Miller still mounts a film more confidently than just about anyone on the planet, and his kickoff, a 10-minute, near-wordless chase, is the definition of getting off on the good foot. A ferociously protective mom (the wonderful Charlee Fraser) trails, on horseback and motorcycle, a gang of kidnappers who have fled with her preteen daughter Furiosa (Alyla Browne, expressive during the film’s first hour). The latter, while unfortunate to be caught, is resourceful in her own way, chewing through a fuel line and blessed with the benefit of an especially prescient name. Flung over the back of a bike, her long hair flowing in the wind, the shot brings to mind to another defiant woman in Miller’s 1982 “The Road Warrior.”

Armed bikers prowl the wasteland.

A word about that stone-cold classic: By dint of the technology that was then on hand (i.e., no digital effects and a nutso stunt crew), “The Road Warrior” throws you into bodily panic with every kinetic setup. “Furiosa” rarely feels dangerous. Too much of its blood and fire is the work of computers, and for the first time, that work is obvious. There’s something very un-“Mad Max” about this; the tactility of the earlier films fed into the realness of potentially surviving the fall of civilization, even if that meant coming face to face with a tyrannical Tina Turner .

But the punkish spirit of the young Furiosa — forced to sit in a cage like a sad pet — goes a long way to setting up our connection with the character. Less so her captor, Dementus, played by Chris Hemsworth, who, though he tries hard to build an arm-swinging, cape-wearing, motormouthed swagger, doesn’t have the lines to give his gang leader the kind of vanity we could relish in a villain. Eventually we get those bleach-pale War Boys from “Fury Road” again, along with the monstrously masked Immortan Joe (Lachy Hulme), his thuggish mutant son Rictus (Nathan Jones) and a geographical trade war that’s a bit more complex than it needs to be.

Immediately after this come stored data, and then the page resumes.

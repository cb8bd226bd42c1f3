//! DebateView CLI - Streamed AI Debate Viewer
//!
//! A terminal client for a debate server: starts a session, renders each
//! turn as it streams in, and advances turns automatically or on Enter.

use clap::Parser;
use colored::{ColoredString, Colorize};
use debateview_core::{
    export, Command, Config, ControllerOptions, DebateApi, DebateController, HttpDebateApi, Role,
    ViewEvent,
};
use std::env;
use std::io::Write;
use std::path::PathBuf;
use tokio::io::AsyncBufReadExt;
use tokio::sync::mpsc;
use tracing_subscriber::EnvFilter;

#[derive(Parser)]
#[command(
    name = "debateview",
    version,
    about = "Watch AI debates stream in from a debate server",
    long_about = "A terminal client that streams a moderated AI debate turn by turn, \
                  either automatically or advancing on Enter."
)]
struct Cli {
    /// The topic to debate
    #[arg(value_name = "TOPIC")]
    topic: Option<String>,

    /// Model name (defaults to the first model the server advertises)
    #[arg(short, long, value_name = "MODEL")]
    model: Option<String>,

    /// Model provider
    #[arg(short, long, default_value = "ollama", value_name = "PROVIDER")]
    provider: String,

    /// Debate server base URL (overrides the config file)
    #[arg(long, value_name = "URL")]
    server: Option<String>,

    /// Wait for Enter between turns instead of auto-playing
    #[arg(long)]
    manual: bool,

    /// Path to a TOML config file
    #[arg(long, value_name = "FILE")]
    config: Option<PathBuf>,

    /// List the models the server advertises and exit
    #[arg(long)]
    list_models: bool,

    /// Save the transcript to this markdown file when the debate ends
    #[arg(long, value_name = "FILE")]
    save: Option<PathBuf>,

    /// Print a previously saved transcript and exit
    #[arg(long, value_name = "FILE")]
    load: Option<PathBuf>,
}

#[tokio::main]
async fn main() -> Result<(), Box<dyn std::error::Error>> {
    tracing_subscriber::fmt()
        .with_env_filter(EnvFilter::from_default_env())
        .with_writer(std::io::stderr)
        .init();

    // Load environment variables from .env file if present
    dotenvy::dotenv().ok();

    let cli = Cli::parse();

    // Replaying a saved transcript needs no server at all.
    if let Some(path) = &cli.load {
        let content = std::fs::read_to_string(path)?;
        let imported = export::from_markdown(&content);
        if let Some(topic) = &imported.topic {
            println!("{} {}", "Topic:".bold(), topic.bright_white());
        }
        for message in imported.transcript.messages() {
            println!();
            println!("{}", role_heading(message.role));
            println!("{}", format_content(&message.content));
        }
        return Ok(());
    }

    let config = match &cli.config {
        Some(path) => Config::load(path)?,
        None => Config::default(),
    };
    let server_url = cli.server.unwrap_or(config.server.url);
    let api = HttpDebateApi::new(&server_url)?;

    if cli.list_models {
        for model in api.fetch_models().await? {
            println!("{} {}", model.name.bright_cyan(), format!("({})", model.provider).dimmed());
        }
        return Ok(());
    }

    let topic = match cli.topic {
        Some(topic) => topic,
        None => {
            eprintln!("{} No topic given.", "Error:".red().bold());
            eprintln!("Usage: debateview \"<topic>\" [-m model] [-p provider]");
            std::process::exit(1);
        }
    };

    let (model, provider) = match cli.model {
        Some(model) => (model, cli.provider),
        None => {
            let models = api.fetch_models().await?;
            match models.into_iter().next() {
                Some(model) => {
                    println!(
                        "{}",
                        format!("No model given; using {} ({})", model.name, model.provider)
                            .dimmed()
                    );
                    (model.name, model.provider)
                }
                None => {
                    eprintln!(
                        "{} The server advertises no models. Pass one with --model.",
                        "Error:".red().bold()
                    );
                    std::process::exit(1);
                }
            }
        }
    };

    let credential = env::var("GOOGLE_API_KEY").ok().filter(|key| !key.is_empty());
    if provider == "google" && credential.is_none() {
        eprintln!(
            "{}",
            "Warning: GOOGLE_API_KEY not set. The server may reject the session.".yellow()
        );
    }

    let auto_play = !cli.manual && config.playback.auto_play;

    // Print header
    println!();
    println!("{}", "═".repeat(70).bright_blue());
    println!("{}", format!("  {}", "DebateView".bold()).bright_blue().bold());
    println!("{}", "═".repeat(70).bright_blue());
    println!();
    println!("{} {}", "Topic:".bold(), topic.bright_white());
    println!(
        "{} {} {}",
        "Model:".bold(),
        model.bright_cyan(),
        format!("({})", provider).dimmed()
    );
    if auto_play {
        println!("{} auto-play", "Mode:".bold());
    } else {
        println!(
            "{} manual {}",
            "Mode:".bold(),
            "([Enter] next turn · [a] auto-play · [q] quit)".dimmed()
        );
    }
    println!("{}", "─".repeat(70).dimmed());

    let (tx, rx) = mpsc::unbounded_channel();

    // Keyboard loop: Enter advances, 'a' toggles auto-play, 'q' stops.
    let stdin_tx = tx.clone();
    let mut shadow_auto = auto_play;
    tokio::spawn(async move {
        let mut lines = tokio::io::BufReader::new(tokio::io::stdin()).lines();
        while let Ok(Some(line)) = lines.next_line().await {
            match line.trim() {
                "" => {
                    let _ = stdin_tx.send(Command::Advance);
                }
                "a" => {
                    shadow_auto = !shadow_auto;
                    let _ = stdin_tx.send(Command::SetAutoPlay(shadow_auto));
                }
                "q" | "quit" => {
                    let _ = stdin_tx.send(Command::Stop);
                    break;
                }
                _ => {}
            }
        }
    });

    let ctrlc_tx = tx.clone();
    tokio::spawn(async move {
        if tokio::signal::ctrl_c().await.is_ok() {
            let _ = ctrlc_tx.send(Command::Stop);
        }
    });

    let options = ControllerOptions {
        auto_play,
        turn_delay: config.playback.turn_delay(),
    };
    let mut controller = DebateController::new(Box::new(api.clone()), options)
        .with_callback(create_console_callback());

    if let Err(e) = controller.start(&topic, &model, &provider, credential).await {
        eprintln!("{} {}", "Error:".red().bold(), e);
        std::process::exit(1);
    }
    controller.run(rx).await;

    println!();
    println!("{}", "═".repeat(70).bright_blue());

    if let Some(path) = &cli.save {
        let messages = controller.transcript().messages();
        if messages.is_empty() {
            eprintln!("{}", "Nothing to save; transcript is empty.".yellow());
        } else {
            std::fs::write(path, export::to_markdown(&topic, messages))?;
            println!("{} {}", "Transcript saved to".bold(), path.display());
        }
    }

    Ok(())
}

/// Create a callback that renders view events to the console as they
/// arrive, printing token fragments incrementally.
fn create_console_callback() -> Box<dyn Fn(ViewEvent) + Send + Sync> {
    Box::new(move |event| match event {
        ViewEvent::Thinking => {
            print!("{}", "  … thinking".dimmed());
            let _ = std::io::stdout().flush();
        }
        ViewEvent::ThinkingCleared => {
            print!("\r{}\r", " ".repeat(16));
            let _ = std::io::stdout().flush();
        }
        ViewEvent::MessageStarted { role, .. } => {
            println!();
            println!("{}", role_heading(role));
        }
        ViewEvent::MessageDelta { fragment, .. } => {
            print!("{}", format_content(&fragment));
            let _ = std::io::stdout().flush();
        }
        ViewEvent::TurnEnded { .. } => {}
        ViewEvent::AwaitingAdvance => {
            println!();
            println!();
            println!(
                "{}",
                "[Enter] next turn · [a] auto-play · [q] quit".dimmed()
            );
        }
        ViewEvent::DebateEnded => {
            println!();
            println!();
            println!("{}", "  Debate concluded.".bright_green().bold());
        }
        ViewEvent::Notice(text) => {
            println!();
            println!("{}", text.yellow());
        }
    })
}

fn role_heading(role: Role) -> ColoredString {
    let heading = format!("▶ {}", role.display_name());
    match role {
        Role::Moderator => heading.bright_yellow().bold(),
        Role::Proponent => heading.bright_green().bold(),
        Role::Opponent => heading.bright_red().bold(),
    }
}

/// Render `**bold**` spans as terminal bold. Pure transform applied at
/// render time; assembled transcript content is never mutated.
fn format_content(text: &str) -> String {
    let parts: Vec<&str> = text.split("**").collect();
    let balanced = parts.len() % 2 == 1;
    let mut output = String::new();
    for (i, part) in parts.iter().enumerate() {
        if i % 2 == 1 {
            if balanced || i + 1 < parts.len() {
                output.push_str(&part.bold().to_string());
            } else {
                // Unpaired trailing marker; keep it literal.
                output.push_str("**");
                output.push_str(part);
            }
        } else {
            output.push_str(part);
        }
    }
    output
}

Miller, who with co-screenwriter Nick Lathouris worked out these script details before they approached “Fury Road,” mainly have their sights set on a centerpiece that comes close to redeeming the entire film: a lavishly armed War Rig truck barreling down an endless highway, hounded by attackers with propellers strapped to their backs. Finally, the grandeur of the older movies is here, as is Anya Taylor-Joy , whose Furiosa has now gone through her Yentl-passing-for-a-boy phase and now seems meant to wear a glamorous black smudge on her forehead and learn everything she needs to know about “road war” from Praetorian Jack (Tom Burke of “The Souvenir,” channeling the Leone-esque minimalism that marked Mel Gibson’s original antihero).

Two people drive a truck in a post-apocalyptic wasteland.

We have a lot to learn about road war as well. What’s a bommy-knocker? (I won’t spoil it, but generally, you pay extra for that option.) There’s a finding-your-calling film built into “Furiosa” — maybe it took the apocalypse for this former fruit-picker to discover what she does well — plus a hint of a front-seat romance that’s never made explicit. But just as the movie is hitting its stride and Simon Duggan’s cinematography settles down, Miller strays back to a less-exciting vengeance narrative.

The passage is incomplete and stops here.